**YOUR TASK:** Please count every line of the following material that holds "stderr" and give the total alone.

**EXERCISE INPUTS:**
▼▼▼
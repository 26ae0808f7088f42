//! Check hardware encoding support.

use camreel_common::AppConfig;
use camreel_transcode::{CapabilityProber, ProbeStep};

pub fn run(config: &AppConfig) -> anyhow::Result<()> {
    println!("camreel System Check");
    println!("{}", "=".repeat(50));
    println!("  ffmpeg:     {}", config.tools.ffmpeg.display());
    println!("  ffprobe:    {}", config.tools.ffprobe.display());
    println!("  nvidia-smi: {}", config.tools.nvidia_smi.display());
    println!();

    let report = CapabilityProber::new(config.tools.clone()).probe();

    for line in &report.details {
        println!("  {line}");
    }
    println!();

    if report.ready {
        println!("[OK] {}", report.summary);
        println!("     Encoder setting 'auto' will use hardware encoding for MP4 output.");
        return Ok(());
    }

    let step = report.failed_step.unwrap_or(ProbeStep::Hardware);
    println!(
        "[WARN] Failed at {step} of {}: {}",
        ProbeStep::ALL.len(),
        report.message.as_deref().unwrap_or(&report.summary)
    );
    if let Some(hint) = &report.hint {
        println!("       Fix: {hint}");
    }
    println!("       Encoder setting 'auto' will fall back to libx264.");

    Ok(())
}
▲▲▲
▼▼▼
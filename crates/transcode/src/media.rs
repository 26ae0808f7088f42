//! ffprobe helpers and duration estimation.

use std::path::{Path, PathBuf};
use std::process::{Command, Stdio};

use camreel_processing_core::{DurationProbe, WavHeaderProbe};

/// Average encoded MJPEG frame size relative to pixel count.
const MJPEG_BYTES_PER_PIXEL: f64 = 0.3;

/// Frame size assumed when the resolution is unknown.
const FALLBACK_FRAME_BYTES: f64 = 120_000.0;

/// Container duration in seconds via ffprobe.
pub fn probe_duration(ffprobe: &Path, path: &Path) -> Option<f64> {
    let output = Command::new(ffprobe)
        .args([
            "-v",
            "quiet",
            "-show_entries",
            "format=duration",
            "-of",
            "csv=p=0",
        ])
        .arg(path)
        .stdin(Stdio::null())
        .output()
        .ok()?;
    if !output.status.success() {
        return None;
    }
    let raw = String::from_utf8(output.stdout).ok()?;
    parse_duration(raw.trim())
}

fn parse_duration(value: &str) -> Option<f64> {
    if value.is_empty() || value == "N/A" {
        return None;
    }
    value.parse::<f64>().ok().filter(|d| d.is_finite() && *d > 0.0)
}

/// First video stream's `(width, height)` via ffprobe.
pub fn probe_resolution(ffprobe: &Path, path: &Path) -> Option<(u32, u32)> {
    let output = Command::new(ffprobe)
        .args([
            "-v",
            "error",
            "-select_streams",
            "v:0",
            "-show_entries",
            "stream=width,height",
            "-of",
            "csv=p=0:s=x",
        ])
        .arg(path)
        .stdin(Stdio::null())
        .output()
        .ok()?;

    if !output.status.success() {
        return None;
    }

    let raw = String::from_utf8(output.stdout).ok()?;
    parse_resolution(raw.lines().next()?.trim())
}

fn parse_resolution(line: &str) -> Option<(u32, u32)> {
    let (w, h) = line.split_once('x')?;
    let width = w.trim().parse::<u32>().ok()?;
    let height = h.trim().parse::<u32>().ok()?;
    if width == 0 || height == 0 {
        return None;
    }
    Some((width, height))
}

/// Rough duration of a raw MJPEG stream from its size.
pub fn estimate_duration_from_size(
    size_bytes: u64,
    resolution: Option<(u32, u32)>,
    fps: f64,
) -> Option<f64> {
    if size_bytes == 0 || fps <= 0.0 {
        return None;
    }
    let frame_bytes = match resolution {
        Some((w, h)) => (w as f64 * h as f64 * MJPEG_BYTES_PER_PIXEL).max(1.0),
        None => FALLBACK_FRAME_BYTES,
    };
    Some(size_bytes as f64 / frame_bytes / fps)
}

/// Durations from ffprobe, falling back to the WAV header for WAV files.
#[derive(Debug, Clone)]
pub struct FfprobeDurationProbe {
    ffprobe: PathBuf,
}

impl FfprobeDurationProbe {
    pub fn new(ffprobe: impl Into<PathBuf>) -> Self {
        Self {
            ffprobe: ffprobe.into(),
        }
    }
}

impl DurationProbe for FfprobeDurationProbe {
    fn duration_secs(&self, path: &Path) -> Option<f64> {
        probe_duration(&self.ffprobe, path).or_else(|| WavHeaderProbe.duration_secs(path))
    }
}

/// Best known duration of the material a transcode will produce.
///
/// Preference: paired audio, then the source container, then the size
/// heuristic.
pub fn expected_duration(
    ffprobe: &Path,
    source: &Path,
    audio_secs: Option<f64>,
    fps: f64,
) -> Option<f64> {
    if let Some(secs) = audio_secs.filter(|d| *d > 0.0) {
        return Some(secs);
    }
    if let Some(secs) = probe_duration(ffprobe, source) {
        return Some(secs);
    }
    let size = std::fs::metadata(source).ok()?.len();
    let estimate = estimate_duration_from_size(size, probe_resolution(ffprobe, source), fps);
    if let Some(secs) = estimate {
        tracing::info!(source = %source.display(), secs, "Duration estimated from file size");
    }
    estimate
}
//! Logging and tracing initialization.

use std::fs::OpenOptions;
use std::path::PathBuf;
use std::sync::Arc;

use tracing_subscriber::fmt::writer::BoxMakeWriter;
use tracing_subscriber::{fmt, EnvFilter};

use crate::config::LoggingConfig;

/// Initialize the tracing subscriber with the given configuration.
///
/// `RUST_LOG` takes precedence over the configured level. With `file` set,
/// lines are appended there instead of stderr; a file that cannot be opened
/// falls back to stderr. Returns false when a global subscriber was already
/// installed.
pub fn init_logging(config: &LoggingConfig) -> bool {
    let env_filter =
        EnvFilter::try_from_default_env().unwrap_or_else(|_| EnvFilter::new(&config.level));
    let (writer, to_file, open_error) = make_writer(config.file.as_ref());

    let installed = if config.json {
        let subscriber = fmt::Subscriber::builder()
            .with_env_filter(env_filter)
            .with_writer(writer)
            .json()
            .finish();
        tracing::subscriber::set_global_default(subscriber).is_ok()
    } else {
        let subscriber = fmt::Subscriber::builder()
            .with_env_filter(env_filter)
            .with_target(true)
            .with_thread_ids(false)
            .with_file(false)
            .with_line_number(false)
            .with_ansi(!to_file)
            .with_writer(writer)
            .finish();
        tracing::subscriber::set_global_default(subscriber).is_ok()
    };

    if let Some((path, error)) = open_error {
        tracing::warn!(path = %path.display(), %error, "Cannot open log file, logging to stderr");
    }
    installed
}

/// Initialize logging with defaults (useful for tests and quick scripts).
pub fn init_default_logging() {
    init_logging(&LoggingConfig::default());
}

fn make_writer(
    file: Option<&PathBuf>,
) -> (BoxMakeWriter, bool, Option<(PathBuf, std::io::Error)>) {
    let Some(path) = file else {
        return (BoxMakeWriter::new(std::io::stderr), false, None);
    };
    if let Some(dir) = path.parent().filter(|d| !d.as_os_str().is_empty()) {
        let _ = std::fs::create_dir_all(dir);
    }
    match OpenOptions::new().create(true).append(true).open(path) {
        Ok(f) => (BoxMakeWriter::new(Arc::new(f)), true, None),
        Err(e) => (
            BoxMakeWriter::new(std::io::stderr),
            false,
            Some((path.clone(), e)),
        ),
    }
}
▲▲▲
**WRITTEN RESPONSE:** 5